Gossamer is ChainSafe's Golang implementation of the Polkadot host. Recently, we (the Gossamer team) have been working on implementing the GRANDPA Protocol in Go.

We've implemented it as a standalone package and are working on integrating it into our codebase to enable Gossamer to participate in Polkadot consensus. Below, I'll break down Polkadot's solution to the Byzantine General's Problem, GRANDPA.

A general of the Byzantine army

Sits in his tent, impatient with the bureaucracy required to form a plan of invasion. The city to be sieged lies but miles away, yet here he sits, sending message after message to countless other generals.

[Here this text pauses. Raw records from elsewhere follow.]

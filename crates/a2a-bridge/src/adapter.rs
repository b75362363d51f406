//! Adapter Agent
//!
//! Wraps an [`Executor`] so it can be registered with the hub. Each submitted
//! task is tracked through [`TaskState`]; executor failures come back as a
//! failed `TaskResponse`, never as an `Err`.
//!
//! Cancelling marks the task cancelled but does not interrupt the executor.
//! Whatever it returns afterwards is discarded. A caller that drops the
//! `send_task` future (a timeout, an aborted join handle) cancels the task the
//! same way.

use async_trait::async_trait;
use std::collections::HashMap;
use std::sync::Arc;
use parking_lot::RwLock;
use std::time::Duration;
use tokio::sync::Semaphore;
use tracing::{debug, info, warn};

use a2a_core::{
    A2AAgent, AgentCapabilities, AgentInfo, AgentType, Error, Result, Task, TaskError,
    TaskResponse, TaskResult, TaskStatus,
};

use crate::executor::Executor;
use crate::state::TaskState;

const DEFAULT_VENDOR: &str = "a2a-hub";

/// Cancels a still-running task when `send_task` is dropped before the
/// executor returns
struct InFlight<'a> {
    tasks: &'a RwLock<HashMap<String, TaskState>>,
    agent_id: &'a str,
    task_id: &'a str,
}

impl Drop for InFlight<'_> {
    fn drop(&mut self) {
        let mut tasks = self.tasks.write();
        let Some(state) = tasks.get_mut(self.task_id) else {
            return;
        };
        if !state.status.is_terminal() && state.cancel().is_ok() {
            info!(
                "Agent '{}' cancelled task {}: caller stopped waiting",
                self.agent_id, self.task_id
            );
        }
    }
}

pub struct AdapterAgent<E: Executor> {
    executor: E,
    info: AgentInfo,
    capabilities: AgentCapabilities,
    /// Present only when a concurrency cap was configured
    permits: Option<Arc<Semaphore>>,
    tasks: RwLock<HashMap<String, TaskState>>,
}

impl<E: Executor> AdapterAgent<E> {
    /// Adapter with defaults derived from the executor
    pub fn new(executor: E) -> Self {
        Self::builder(executor).build()
    }

    pub fn builder(executor: E) -> AdapterAgentBuilder<E> {
        AdapterAgentBuilder::new(executor)
    }

    pub fn executor(&self) -> &E {
        &self.executor
    }

    /// Copies of every tracked task state
    pub async fn task_states(&self) -> HashMap<String, TaskState> {
        self.tasks.read().clone()
    }

    /// Forget tasks that reached a terminal state. Returns how many.
    pub async fn clear_finished(&self) -> usize {
        let mut tasks = self.tasks.write();
        let before = tasks.len();
        tasks.retain(|_, state| !state.status.is_terminal());
        before - tasks.len()
    }

    fn begin(&self, task_id: &str) -> Result<()> {
        let mut tasks = self.tasks.write();
        if let Some(existing) = tasks.get(task_id) {
            if !existing.status.is_terminal() {
                return Err(Error::InvalidTransition {
                    task_id: task_id.to_string(),
                    from: existing.status,
                    to: TaskStatus::Running,
                });
            }
        }
        tasks.insert(task_id.to_string(), TaskState::running(task_id));
        Ok(())
    }

    fn finish(&self, task_id: &str, outcome: anyhow::Result<String>) -> Result<TaskResponse> {
        let mut tasks = self.tasks.write();
        let state = tasks
            .get_mut(task_id)
            .ok_or_else(|| Error::TaskNotFound(task_id.to_string()))?;

        if state.status.is_terminal() {
            debug!("Task {} already {}, dropping executor output", task_id, state.status);
            return Ok(state.to_response());
        }

        match outcome {
            Ok(output) => {
                state.complete(TaskResult::text(output))?;
                info!("Agent '{}' completed task {}", self.info.id, task_id);
            }
            Err(e) => {
                warn!("Agent '{}' failed task {}: {:#}", self.info.id, task_id, e);
                state.fail(TaskError::execution(format!("{:#}", e)))?;
            }
        }

        Ok(state.to_response())
    }
}

#[async_trait]
impl<E: Executor> A2AAgent for AdapterAgent<E> {
    async fn info(&self) -> Result<AgentInfo> {
        Ok(self.info.clone())
    }

    async fn capabilities(&self) -> Result<AgentCapabilities> {
        Ok(self.capabilities.clone())
    }

    async fn send_task(&self, task: &Task) -> Result<TaskResponse> {
        self.begin(&task.id)?;
        let _in_flight = InFlight {
            tasks: &self.tasks,
            agent_id: &self.info.id,
            task_id: &task.id,
        };

        let _permit = match &self.permits {
            Some(permits) => Some(
                permits
                    .clone()
                    .acquire_owned()
                    .await
                    .map_err(|e| Error::agent(&self.info.id, e))?,
            ),
            None => None,
        };

        debug!("Agent '{}' executing task {}", self.info.id, task.id);
        let outcome = self.executor.execute(&task.input.as_text()).await;

        self.finish(&task.id, outcome)
    }

    async fn task_status(&self, task_id: &str) -> Result<TaskResponse> {
        self.tasks
            .read()
            .get(task_id)
            .map(TaskState::to_response)
            .ok_or_else(|| Error::TaskNotFound(task_id.to_string()))
    }

    async fn cancel_task(&self, task_id: &str) -> Result<()> {
        let mut tasks = self.tasks.write();
        let state = tasks
            .get_mut(task_id)
            .ok_or_else(|| Error::TaskNotFound(task_id.to_string()))?;
        state.cancel()?;

        info!("Agent '{}' cancelled task {}", self.info.id, task_id);
        Ok(())
    }
}

/// Builder for [`AdapterAgent`]
pub struct AdapterAgentBuilder<E: Executor> {
    executor: E,
    id: Option<String>,
    version: String,
    vendor: String,
    agent_type: AgentType,
    capabilities: Vec<String>,
    tools: Vec<String>,
    languages: Option<Vec<String>>,
    max_concurrent_tasks: Option<u32>,
    avg_response_time: Option<Duration>,
    metadata: HashMap<String, String>,
}

impl<E: Executor> AdapterAgentBuilder<E> {
    pub fn new(executor: E) -> Self {
        Self {
            executor,
            id: None,
            version: env!("CARGO_PKG_VERSION").to_string(),
            vendor: DEFAULT_VENDOR.to_string(),
            agent_type: AgentType::default(),
            capabilities: vec![],
            tools: vec![],
            languages: None,
            max_concurrent_tasks: None,
            avg_response_time: None,
            metadata: HashMap::new(),
        }
    }

    /// Agent id; defaults to the executor name
    pub fn id(mut self, id: impl Into<String>) -> Self {
        self.id = Some(id.into());
        self
    }

    pub fn version(mut self, version: impl Into<String>) -> Self {
        self.version = version.into();
        self
    }

    pub fn vendor(mut self, vendor: impl Into<String>) -> Self {
        self.vendor = vendor.into();
        self
    }

    pub fn agent_type(mut self, agent_type: AgentType) -> Self {
        self.agent_type = agent_type;
        self
    }

    pub fn capability(mut self, capability: impl Into<String>) -> Self {
        self.capabilities.push(capability.into());
        self
    }

    pub fn capabilities<I, S>(mut self, capabilities: I) -> Self
    where
        I: IntoIterator<Item = S>,
        S: Into<String>,
    {
        self.capabilities = capabilities.into_iter().map(Into::into).collect();
        self
    }

    pub fn tool(mut self, tool: impl Into<String>) -> Self {
        self.tools.push(tool.into());
        self
    }

    pub fn tools<I, S>(mut self, tools: I) -> Self
    where
        I: IntoIterator<Item = S>,
        S: Into<String>,
    {
        self.tools = tools.into_iter().map(Into::into).collect();
        self
    }

    pub fn languages<I, S>(mut self, languages: I) -> Self
    where
        I: IntoIterator<Item = S>,
        S: Into<String>,
    {
        self.languages = Some(languages.into_iter().map(Into::into).collect());
        self
    }

    /// Cap concurrent executions. Tasks over the cap stay `Running` while
    /// they wait for a slot. Zero means no cap.
    pub fn max_concurrent_tasks(mut self, max: u32) -> Self {
        self.max_concurrent_tasks = Some(max);
        self
    }

    pub fn avg_response_time(mut self, avg: Duration) -> Self {
        self.avg_response_time = Some(avg);
        self
    }

    pub fn metadata(mut self, key: impl Into<String>, value: impl Into<String>) -> Self {
        self.metadata.insert(key.into(), value.into());
        self
    }

    pub fn build(self) -> AdapterAgent<E> {
        let id = self.id.unwrap_or_else(|| self.executor.name().to_string());

        let mut info = AgentInfo::new(id, self.executor.name())
            .with_description(self.executor.description())
            .with_version(self.version)
            .with_vendor(self.vendor)
            .with_type(self.agent_type);
        info.metadata = self.metadata;

        let mut capabilities = AgentCapabilities::new()
            .with_capabilities(self.capabilities)
            .with_tools(self.tools);
        if let Some(languages) = self.languages {
            capabilities = capabilities.with_languages(languages);
        }
        if let Some(max) = self.max_concurrent_tasks {
            capabilities = capabilities.with_max_concurrent_tasks(max);
        }
        if let Some(avg) = self.avg_response_time {
            capabilities = capabilities.with_avg_response_time(avg);
        }

        let permits = self
            .max_concurrent_tasks
            .filter(|max| *max > 0)
            .map(|max| Arc::new(Semaphore::new(max as usize)));

        AdapterAgent {
            executor: self.executor,
            info,
            capabilities,
            permits,
            tasks: RwLock::new(HashMap::new()),
        }
    }
}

The city is surrounded by each general stationing his division, so escape is impossible. Coordinating an attack is not an easy business, especially when he is aware that there are traitorous generals in his army. Our general lies awake, unable to sleep, pondering how he can reach an agreement with the other loyal generals on a plan of attack without letting the traitors disrupt him.

There is a name for this problem: the Byzantine Generals Problem. It is a classic game-theoretic problem. It describes a situation in which multiple divisions of the Byzantine army station outside of an enemy city, where they can only communicate via messenger and need to coordinate a plan of attack.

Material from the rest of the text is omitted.